At the City of Dublin’s 2017 State of the City address, Ohio Poet Laureate and Dublin resident Dr. Amit Majmudar delivered a powerful poetry reading, written himself about the place he calls home.
Amit is a novelist, poet, essayist, and diagnostic nuclear radiologist (M.D.). He writes and practices in Dublin, Ohio, where he lives with his wife, twin sons, and baby daughter. Read more about Amit in this article from the June/July 2016 issue of Dublin Life.
America.
I cannot hold it as one body in my arms
And so I hold it as one thought in my mind,
Its north and its south
One word in my mouth
America.
To know a land with all its flaws and faces
You have to know exactly where your place is;
And for me and mine that place is
My city, where even the parkways are emerald,
My town and my country, my Kansas and Oz, my name and my voice,
My inspired Scioto, my James and my Joyce,
The Hard Road I travel by choice,
My shire, my Rings, my tis of thee I sing,
My choir, my psalm, my shelter and shalom,
My Ireland, my India, my Dublin, my home.
Who am I? I am one of everyone: I buried
The settlers whose cemetery’s
Out behind the library,
And before the first of those pioneer graves
I was the Wyandot sprinter, fleet of foot, who gave
His name to the woods, to Indian Run,
My ghost come out to bake a little in the brittle January sun.
I felt I was a Dubliner long before I arrived here,
Before I brought my twin toddlers and wife here
And told her, Love, what’s say we raise our boys here,
Welcome our newborn daughter, play and pray and rejoice here
In Dublin, where look, the fire hydrants are green,
In Dublin, from now on our city, our future’s opening scene.

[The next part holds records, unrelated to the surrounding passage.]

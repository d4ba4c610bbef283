//! LLM handle for generation requests.

use super::error::{ExtractionError, GenerationError};
use super::provider::{ChunkSink, LlmProvider};
use super::types::{GenerationRequest, GenerationResponse};
use super::usage::UsageCounter;
use schemars::{JsonSchema, schema_for};
use serde::de::DeserializeOwned;
use std::sync::Arc;

/// An LLM handle for making generation requests.
///
/// Usually created via [`ModelRegistry::llm()`](crate::ModelRegistry::llm).
#[derive(Clone)]
pub struct Llm {
    provider: Arc<dyn LlmProvider>,
    model: String,
    usage: Option<UsageCounter>,
}

impl core::fmt::Debug for Llm {
    fn fmt(&self, f: &mut core::fmt::Formatter<'_>) -> core::fmt::Result {
        f.debug_struct("Llm").field("model", &self.model).finish()
    }
}

/// A decoded structured reply together with the raw text it was decoded from.
#[derive(Debug, Clone)]
pub struct Extracted<T> {
    /// The decoded value.
    pub value: T,
    /// The model's raw output.
    pub raw: String,
}

impl Llm {
    /// Creates a new LLM handle from provider and model name.
    #[must_use]
    pub fn new(provider: Arc<dyn LlmProvider>, model: impl Into<String>) -> Self {
        Self {
            provider,
            model: model.into(),
            usage: None,
        }
    }

    /// Records the usage of every request made through this handle in `counter`.
    #[must_use]
    pub fn with_usage_counter(mut self, counter: UsageCounter) -> Self {
        self.usage = Some(counter);
        self
    }

    /// Sends a generation request to the model.
    ///
    /// # Errors
    ///
    /// Returns a [`GenerationError`] if the request fails.
    pub async fn generate(
        &self,
        request: GenerationRequest,
    ) -> Result<GenerationResponse, GenerationError> {
        let response = self.provider.generate(&self.model, request).await?;
        self.record(&response);
        Ok(response)
    }

    /// Sends a generation request, forwarding text chunks to `sink` as they arrive.
    ///
    /// # Errors
    ///
    /// Returns a [`GenerationError`] if the request fails.
    pub async fn generate_streaming(
        &self,
        request: GenerationRequest,
        sink: &mut ChunkSink<'_>,
    ) -> Result<GenerationResponse, GenerationError> {
        let response = self
            .provider
            .generate_streaming(&self.model, request, sink)
            .await?;
        self.record(&response);
        Ok(response)
    }

    /// Sends a generation request with structured output.
    ///
    /// This method automatically injects the JSON schema for type `T` into the request
    /// and parses the response into the specified type.
    ///
    /// # Errors
    ///
    /// Returns an [`ExtractionError`] if:
    /// - The generation request fails
    /// - No text content is found in the response
    /// - The response cannot be parsed as type `T`
    pub async fn generate_structured<T: JsonSchema + DeserializeOwned>(
        &self,
        request: GenerationRequest,
    ) -> Result<T, ExtractionError> {
        self.extract(request, None).await.map(|out| out.value)
    }

    /// Sends a structured-output request and returns both the decoded value
    /// and the raw text, optionally streaming chunks to `sink`.
    ///
    /// # Errors
    ///
    /// Fails in the same cases as [`generate_structured`](Self::generate_structured).
    pub async fn extract<T: JsonSchema + DeserializeOwned>(
        &self,
        mut request: GenerationRequest,
        sink: Option<&mut ChunkSink<'_>>,
    ) -> Result<Extracted<T>, ExtractionError> {
        // Inject schema into request
        let schema = schema_for!(T);
        request.output_schema = Some(
            serde_json::to_value(schema)
                .map_err(|err| ExtractionError::Schema(err.to_string()))?,
        );

        let response = match sink {
            Some(sink) => self.generate_streaming(request, sink).await?,
            None => self.generate(request).await?,
        };

        let raw = response.content;
        if raw.trim().is_empty() {
            return Err(ExtractionError::Empty);
        }

        match serde_json::from_str(&raw) {
            Ok(value) => Ok(Extracted { value, raw }),
            Err(source) => Err(ExtractionError::Malformed { raw, source }),
        }
    }

    /// Returns the model name (without provider prefix).
    #[must_use]
    pub fn model_name(&self) -> &str {
        &self.model
    }

    fn record(&self, response: &GenerationResponse) {
        if let Some(counter) = &self.usage {
            counter.record(&response.usage);
        }
        tracing::debug!(
            model = %self.model,
            input_tokens = ?response.usage.input_tokens,
            output_tokens = ?response.usage.output_tokens,
            "model call complete"
        );
    }
}

#[cfg(test)]
mod tests {
    use super::*;
    use crate::llm::{Message, Usage};
    use async_trait::async_trait;
    use serde::Deserialize;

    struct Canned(&'static str);

    #[async_trait]
    impl LlmProvider for Canned {
        async fn generate(
            &self,
            _model: &str,
            request: GenerationRequest,
        ) -> Result<GenerationResponse, GenerationError> {
            assert!(request.output_schema.is_some(), "schema must be injected");
            Ok(GenerationResponse {
                content: self.0.to_string(),
                usage: Usage {
                    input_tokens: Some(3),
                    output_tokens: Some(2),
                    total_tokens: Some(5),
                },
            })
        }
    }

    #[derive(Debug, Deserialize, JsonSchema)]
    struct Reply {
        response: String,
    }

    fn request() -> GenerationRequest {
        GenerationRequest::new(vec![Message::user("hi")])
    }

    #[tokio::test]
    async fn extract_decodes_and_keeps_raw() {
        let counter = UsageCounter::new();
        let llm = Llm::new(Arc::new(Canned(r#"{"response":"ok"}"#)), "m")
            .with_usage_counter(counter.clone());

        let out = llm.extract::<Reply>(request(), None).await.unwrap();
        assert_eq!(out.value.response, "ok");
        assert_eq!(out.raw, r#"{"response":"ok"}"#);
        assert_eq!(counter.calls(), 1);
    }

    #[tokio::test]
    async fn extract_streams_through_default_provider_impl() {
        let llm = Llm::new(Arc::new(Canned(r#"{"response":"ok"}"#)), "m");
        let mut chunks = Vec::new();
        let mut sink = |chunk: &str| chunks.push(chunk.to_string());

        llm.extract::<Reply>(request(), Some(&mut sink)).await.unwrap();
        assert_eq!(chunks, vec![r#"{"response":"ok"}"#.to_string()]);
    }

    #[tokio::test]
    async fn empty_reply_is_no_content() {
        let llm = Llm::new(Arc::new(Canned("  ")), "m");
        let err = llm.generate_structured::<Reply>(request()).await.unwrap_err();
        assert!(matches!(err, ExtractionError::Empty));
    }

    #[tokio::test]
    async fn malformed_reply_is_deserialization_error() {
        let llm = Llm::new(Arc::new(Canned("not json")), "m");
        let err = llm.generate_structured::<Reply>(request()).await.unwrap_err();
        assert!(matches!(err, ExtractionError::Malformed { ref raw, .. } if raw == "not json"));
    }
}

And living here we’ll have a share in its life, its spark,
We’ll hike and bike its hundred miles of paths
And watch our boys play soccer in its parks,
Balgriffin, Avery, Emerald Fields and Royal Plume and Coffman,
And often in the summer we’ll
Gallivant to the Ballantrae Fountains
And dance with the rabbits on the hill.
We moved there; we splash there still,
We watch her laugh and grow,
Our daughter born
At Dublin Methodist just three Julys ago.

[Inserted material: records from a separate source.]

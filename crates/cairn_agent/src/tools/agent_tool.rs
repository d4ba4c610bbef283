use super::AgentFactory;
use cairn_tools::{Tool, ToolArgs, ToolFuture};

/// Exposes an agent as a tool.
///
/// Each call builds a new agent and asks it the call's arguments encoded as
/// a JSON object, so the nested agent never sees earlier calls.
pub struct AgentTool {
    name: String,
    description: Vec<String>,
    factory: AgentFactory,
}

impl core::fmt::Debug for AgentTool {
    fn fmt(&self, f: &mut core::fmt::Formatter<'_>) -> core::fmt::Result {
        f.debug_struct("AgentTool")
            .field("name", &self.name)
            .finish_non_exhaustive()
    }
}

impl AgentTool {
    /// Creates a tool named `name` that delegates to agents built by `factory`.
    pub fn new(
        name: impl Into<String>,
        description: impl IntoIterator<Item = impl Into<String>>,
        factory: AgentFactory,
    ) -> Self {
        Self {
            name: name.into(),
            description: description.into_iter().map(Into::into).collect(),
            factory,
        }
    }
}

impl Tool for AgentTool {
    fn name(&self) -> &str {
        &self.name
    }

    fn description(&self) -> Vec<String> {
        self.description.clone()
    }

    fn call(&self, args: ToolArgs) -> ToolFuture<'_> {
        Box::pin(async move {
            let query = args.to_json()?;
            let mut agent = (self.factory)()?;
            tracing::debug!(tool = %self.name, "delegating to nested agent");
            Ok(agent.answer(query).await?)
        })
    }
}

So that’s the Dublin that I introduce to you,
And if you know this place at all, I’d bet
My praise is hardly news to you.
But let it be said again, in all the voices, accents, tongues, and tones
That call this city home,
Students and senior citizens, parents with strollers and sidewalk joggers,
Everyone better, and better and better,
Everyone smarter together—
Entrepreneurs and retirees,
Teachers and cops and doctors writing poetry,
Everyone you see
Living their lives, making a living in this Perimeter of joy
Ringed by Glick, Sawmill, and Hyland Croy,
The best of cities in the best of states in the best of nations,
Our creativity and our creation,
This city whose power is how it empowers,
This gift of a city, this Dublin of ours.